More than you'd think. Devil May Cry 5 justifies its own existence with a slavish devotion to being an absolute blast. This series knows it's gotten old, but it's less interested in examining its relationship to its past or its surroundings than it is in being the best, most exciting action game it can be. Devil May Cry 5 feels like a relic, the way a band trying to sound like hair metal in 2019 might sound like a relic. But it's still a virtuoso.

The plot outline is simple: You start the game as Nero, one of a small social group of demon hunters, roughly led by Dante, the protagonist of the older games. There's a mysterious demon invasion, Dante's been trapped by the big baddie, and you have to work with your teammates to save Dante, slay monsters, and look incredibly cool while doing it.

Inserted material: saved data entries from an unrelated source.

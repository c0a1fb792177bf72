//! Leave request state machine.
//!
//! A request starts `pending` and moves at most once: a manager approves or
//! rejects it, or its owner cancels it before the start date. `approved`,
//! `rejected` and `cancelled` never change again.

use chrono::NaiveDate;
use thiserror::Error;

use crate::database::models::{Decision, LeaveRequest, LeaveStatus};

/// Status changes a leave request can go through. All of them start from
/// `pending`; the states they reach are terminal.
#[derive(Debug, Clone, Copy, PartialEq, Eq)]
pub enum Transition {
    Approve,
    Reject,
    Cancel,
}

impl Transition {
    pub fn target(&self) -> LeaveStatus {
        match self {
            Transition::Approve => LeaveStatus::Approved,
            Transition::Reject => LeaveStatus::Rejected,
            Transition::Cancel => LeaveStatus::Cancelled,
        }
    }
}

impl From<Decision> for Transition {
    fn from(decision: Decision) -> Self {
        match decision {
            Decision::Approved => Transition::Approve,
            Decision::Rejected => Transition::Reject,
        }
    }
}

#[derive(Debug, Clone, PartialEq, Eq, Error)]
pub enum TransitionError {
    #[error("Invalid transition: leave request is {from} and cannot become {to}")]
    InvalidTransition { from: LeaveStatus, to: LeaveStatus },

    #[error("Invalid transition: leave starting on {start_date} can no longer be cancelled")]
    AlreadyStarted { start_date: NaiveDate },
}

/// Status `request` would move to under `transition` as of `today`.
pub fn next_status(
    request: &LeaveRequest,
    transition: Transition,
    today: NaiveDate,
) -> Result<LeaveStatus, TransitionError> {
    let to = transition.target();

    if request.status.is_terminal() {
        return Err(TransitionError::InvalidTransition {
            from: request.status,
            to,
        });
    }

    if transition == Transition::Cancel && request.start_date <= today {
        return Err(TransitionError::AlreadyStarted {
            start_date: request.start_date,
        });
    }

    Ok(to)
}

pub fn apply(
    request: &mut LeaveRequest,
    transition: Transition,
    today: NaiveDate,
) -> Result<LeaveStatus, TransitionError> {
    let status = next_status(request, transition, today)?;
    request.status = status;
    Ok(status)
}

#[cfg(test)]
mod tests {
    use super::*;
    use crate::database::models::LeaveType;
    use chrono::Utc;

    fn date(s: &str) -> NaiveDate {
        s.parse().unwrap()
    }

    fn request(status: LeaveStatus, start: &str) -> LeaveRequest {
        LeaveRequest {
            id: "leave_1".to_string(),
            user_id: "emp1".to_string(),
            leave_type: LeaveType::Sick,
            start_date: date(start),
            end_date: date(start),
            reason: String::new(),
            status,
            applied_on: Utc::now(),
            decided_by: None,
            decided_on: None,
        }
    }

    const ALL: [Transition; 3] = [Transition::Approve, Transition::Reject, Transition::Cancel];

    #[test]
    fn pending_reaches_every_terminal_state() {
        let today = date("2025-06-01");
        for transition in ALL {
            let mut leave = request(LeaveStatus::Pending, "2025-06-10");
            let status = apply(&mut leave, transition, today).unwrap();
            assert_eq!(status, transition.target());
            assert_eq!(leave.status, transition.target());
        }
    }

    #[test]
    fn terminal_states_never_move() {
        let today = date("2025-06-01");
        for from in [
            LeaveStatus::Approved,
            LeaveStatus::Rejected,
            LeaveStatus::Cancelled,
        ] {
            for transition in ALL {
                let mut leave = request(from, "2025-06-10");
                let result = apply(&mut leave, transition, today);
                assert_eq!(
                    result,
                    Err(TransitionError::InvalidTransition {
                        from,
                        to: transition.target()
                    })
                );
                assert_eq!(leave.status, from);
            }
        }
    }

    #[test]
    fn cancellation_needs_a_future_start() {
        let mut leave = request(LeaveStatus::Pending, "2025-06-10");

        assert_eq!(
            apply(&mut leave, Transition::Cancel, date("2025-06-10")),
            Err(TransitionError::AlreadyStarted {
                start_date: date("2025-06-10")
            })
        );
        assert!(apply(&mut leave, Transition::Cancel, date("2025-06-12")).is_err());
        assert_eq!(leave.status, LeaveStatus::Pending);

        assert_eq!(
            apply(&mut leave, Transition::Cancel, date("2025-06-09")),
            Ok(LeaveStatus::Cancelled)
        );
    }

    #[test]
    fn managers_may_decide_requests_that_already_started() {
        let mut leave = request(LeaveStatus::Pending, "2025-06-01");
        assert_eq!(
            apply(&mut leave, Transition::Approve, date("2025-06-05")),
            Ok(LeaveStatus::Approved)
        );
    }
}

Within these modest goal posts, Devil May Cry 5 succeeds wonderfully. Playing, eventually, as all three warrior members of Nero's crew, you fluidly slash, shoot, and magic your way through armies of the demonic. Action is fluid, easy to control but tricky to master, and is graded throughout on how stylish and varied your execution is. All in all, it feels very much like, well, Devil May Cry. If you haven't played a DMC game since the 2000s, you might be shocked by how familiar it feels. The basic rhythms of play for two of its three playable characters—shooting far away enemies, using combos of sword and gun to launch enemies into the air and then decimate them there—feel strikingly unchanged from the early days of the series. Devil May Cry 5 is a throwback—defiantly so.

Being a throwback has its disadvantages, though. Enemy targeting feels remarkably clumsy for a 3D game in 2019, and switching between different enemies to focus on is trickier than it should be. Nero's special ability lies in his prosthetic arms, a set of which he can carry with him at any time, but there's no way to switch the arms on the fly without deliberately destroying the one you're carrying. The voice acting is, uh, sometimes pretty questionable, and the gory horror vibe of a lot of the demons isn't honestly all that visually arresting.

"But who cares, nerd?" Devil May Cry 5 seems to say to me. "There's demons coming! You hear that guitar solo? It's for you! Grab your sword, let's go! There's no time! We gotta fight some demons!"

And, honestly? For an action game in any era, that's still a pretty good sales pitch.